§ Information given:
==============================

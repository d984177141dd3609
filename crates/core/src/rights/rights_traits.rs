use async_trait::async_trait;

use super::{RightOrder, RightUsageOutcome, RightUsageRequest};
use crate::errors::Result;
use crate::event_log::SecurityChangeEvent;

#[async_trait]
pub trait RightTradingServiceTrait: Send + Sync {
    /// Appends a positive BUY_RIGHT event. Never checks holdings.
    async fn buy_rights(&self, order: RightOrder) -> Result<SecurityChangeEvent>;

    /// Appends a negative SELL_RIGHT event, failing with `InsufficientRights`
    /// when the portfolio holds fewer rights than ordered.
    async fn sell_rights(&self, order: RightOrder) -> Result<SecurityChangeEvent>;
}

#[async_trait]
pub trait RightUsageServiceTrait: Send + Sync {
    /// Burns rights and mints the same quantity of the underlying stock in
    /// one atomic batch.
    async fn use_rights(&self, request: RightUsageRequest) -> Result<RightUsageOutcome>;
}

==============================

§ What to produce:
Only an exact copy of the entries above will do.

§ Response:
repository d984177141dd3609
filename crates/core/src/rights/rights_traits.rs
use async_trait::async_trait;

use super::{RightOrder, RightUsageOutcome, RightUsageRequest};
use crate::errors::Result;
use crate::event_log::SecurityChangeEvent;

#[async_trait]
pub trait RightTradingServiceTrait: Send + Sync {
    /// Appends a positive BUY_RIGHT event. Never checks holdings.
    async fn buy_rights(&self, order: RightOrder) -> Result<SecurityChangeEvent>;

    /// Appends a negative SELL_RIGHT event, failing with `InsufficientRights`
    /// when the portfolio holds fewer rights than ordered.
    async fn sell_rights(&self, order: RightOrder) -> Result<SecurityChangeEvent>;
}

#[async_trait]
pub trait RightUsageServiceTrait: Send + Sync {
    /// Burns rights and mints the same quantity of the underlying stock in
    /// one atomic batch.
    async fn use_rights(&self, request: RightUsageRequest) -> Result<RightUsageOutcome>;
}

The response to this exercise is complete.